Substitutionary atonement is common in different religious and spiritual traditions. During one West-African Vodun ritual I witnessed, a penitent person’s sins were transferred to an innocent animal, and it died with the sins giving its blood and absolving the person. Blood sacrifice is considered the most effective form of sacrifice because of the supposed power of blood. This power can contact divine spirits, give them direction, wash away sins and bring souls back from the dead. It makes the deities powerful. Human blood is the perfect sacred offering.
Christians believe Jesus as the Lamb of God put an end to the blood sacrificial system. "THIS BREAD IS MY FLESH, WHICH I WILL GIVE FOR THE LIFE OF THE WORLD. …UNLESS YOU CAN EAT THE FLESH OF THE SON OF MAN AND DRINK HIS BLOOD, YOU HAVE NO LIFE IN YOU. ... FOR MY FLESH IS REAL FOOD AND MY BLOOD IS REAL DRINK." This message from the Last Supper is preserved by the Christian Church in the sacrament of the Lord's Supper, also called Holy Communion or the Eucharist. In Lanciano, Italy in the 8th century, a Eucharistic miracle happened in which the wafer was transformed into flesh and the wine into blood in the hands of a monk of uncertain faith. In 1971, the relics of this particular miracle were subjected to scientific tests and it was discovered that the transformed wafer contained human heart muscle tissue and the wine that turned into blood was genuine human blood of type AB.
For millennia, the faith industry has turned salvation into a marketing product as a remedy for existential anxiety, which it made available for purchase at the price of blood. Sacrificial system still exists in both real and symbolic form. Supernatural miracles and magic are demonstrations of divine activity. Something more powerful and omnipotent than us, something outside of us and capable of performing miracles which must be persuaded, however we can, to be at our service, and to work its magic for us. Here, the faith industry steps in to meet the demand. It offers eternity for consumers in innumerable ways.
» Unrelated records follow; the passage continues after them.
//! Tests for [`CacheStore`] bounds, recency and invalidation.

use std::sync::Arc;

use huginn::{
    AudioArtifact, CacheConfig, CacheEntry, CacheStore, Fingerprint, GeneratedAudio,
    InsertOutcome,
};

fn fp(id: u8) -> Fingerprint {
    Fingerprint::from_bytes([id; 16])
}

fn entry(id: u8, samples: usize) -> CacheEntry {
    let audio = GeneratedAudio::new(vec![0.1; samples], 16_000);
    CacheEntry::new(fp(id), AudioArtifact::encode(&audio).unwrap())
}

fn store(max_entries: u64) -> CacheStore {
    CacheStore::new(&CacheConfig::new().max_entries(max_entries))
}

#[test]
fn miss_then_hit() {
    let store = store(4);
    assert!(store.lookup(&fp(1)).is_none());
    store.insert(entry(1, 10));
    let hit = store.lookup(&fp(1)).unwrap();
    assert_eq!(hit.fingerprint, fp(1));

    let stats = store.stats();
    assert_eq!((stats.hits, stats.misses), (1, 1));
}

#[test]
fn oldest_entry_evicted_when_count_exceeded() {
    let store = store(2);
    store.insert(entry(1, 10));
    store.insert(entry(2, 10));
    let outcome = store.insert(entry(3, 10));

    assert_eq!(outcome, InsertOutcome::Inserted { evicted: 1 });
    assert!(!store.contains(&fp(1)));
    assert!(store.contains(&fp(2)));
    assert!(store.contains(&fp(3)));
}

#[test]
fn lookup_protects_entry_from_eviction() {
    let store = store(2);
    store.insert(entry(1, 10));
    store.insert(entry(2, 10));
    store.lookup(&fp(1));
    store.insert(entry(3, 10));

    assert!(store.contains(&fp(1)));
    assert!(!store.contains(&fp(2)));
}

#[test]
fn peek_does_not_refresh_recency() {
    let store = store(2);
    store.insert(entry(1, 10));
    store.insert(entry(2, 10));
    assert!(store.peek(&fp(1)).is_some());
    store.insert(entry(3, 10));

    assert!(!store.contains(&fp(1)));
    assert_eq!(store.stats().hits, 0);
}

#[test]
fn byte_budget_evicts_until_it_holds() {
    let size = entry(0, 100).size_bytes();
    let store = CacheStore::new(&CacheConfig::new().max_bytes(size * 3));
    for id in 1..=3 {
        store.insert(entry(id, 100));
    }
    // One larger entry pushes out the two oldest.
    let outcome = store.insert(entry(4, 200));

    assert_eq!(outcome, InsertOutcome::Inserted { evicted: 2 });
    assert_eq!(store.len(), 2);
    assert!(store.total_bytes() <= size * 3);
    assert!(store.contains(&fp(3)));
    assert!(store.contains(&fp(4)));
}

#[test]
fn oversize_entry_rejected_without_evicting() {
    let store = CacheStore::new(&CacheConfig::new().max_bytes(200));
    store.insert(entry(1, 10));
    let outcome = store.insert(entry(2, 1_000));

    assert_eq!(
        outcome,
        InsertOutcome::Rejected {
            size: 44 + 2_000,
            budget: 200
        }
    );
    assert!(store.contains(&fp(1)));
    assert!(!store.contains(&fp(2)));
    assert_eq!(store.stats().rejections, 1);
}

#[test]
fn first_insert_stays_canonical() {
    let store = store(4);
    let first = Arc::new(entry(1, 10));
    store.insert(Arc::clone(&first));
    assert_eq!(store.insert(entry(1, 20)), InsertOutcome::AlreadyCached);

    let kept = store.peek(&fp(1)).unwrap();
    assert!(Arc::ptr_eq(&kept, &first));
    assert_eq!(store.len(), 1);
}

#[test]
fn clear_empties_and_bumps_generation() {
    let store = store(4);
    store.insert(entry(1, 10));
    store.insert(entry(2, 10));
    let before = store.generation();

    assert_eq!(store.clear(), 2);
    assert!(store.is_empty());
    assert_eq!(store.total_bytes(), 0);
    assert_eq!(store.generation(), before + 1);
}

#[test]
fn insert_after_clear_with_old_generation_is_stale() {
    let store = store(4);
    let generation = store.generation();
    store.clear();

    assert_eq!(
        store.insert_if_current(entry(1, 10), generation),
        InsertOutcome::Stale
    );
    assert!(store.is_empty());

    let current = store.generation();
    assert!(store.insert_if_current(entry(1, 10), current).is_stored());
}

#[test]
fn held_entries_outlive_eviction() {
    let store = store(1);
    store.insert(entry(1, 10));
    let held = store.lookup(&fp(1)).unwrap();
    store.insert(entry(2, 10));

    assert!(!store.contains(&fp(1)));
    assert_eq!(held.artifact.num_samples(), 10);
}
In Ereklia, as a woman of science and art, I perform a miracle, turning wine into blood. I present the blood for consumption on a church wafer. I also make some of the blood available to anyone as a mummified relic. All this free of charge. I can not offer instant salvation from the crushing weight of sin, nor eternal life to those who are free enough to believe in their own omnipotence and creative power. Sometimes miracles simply alleviate my angst.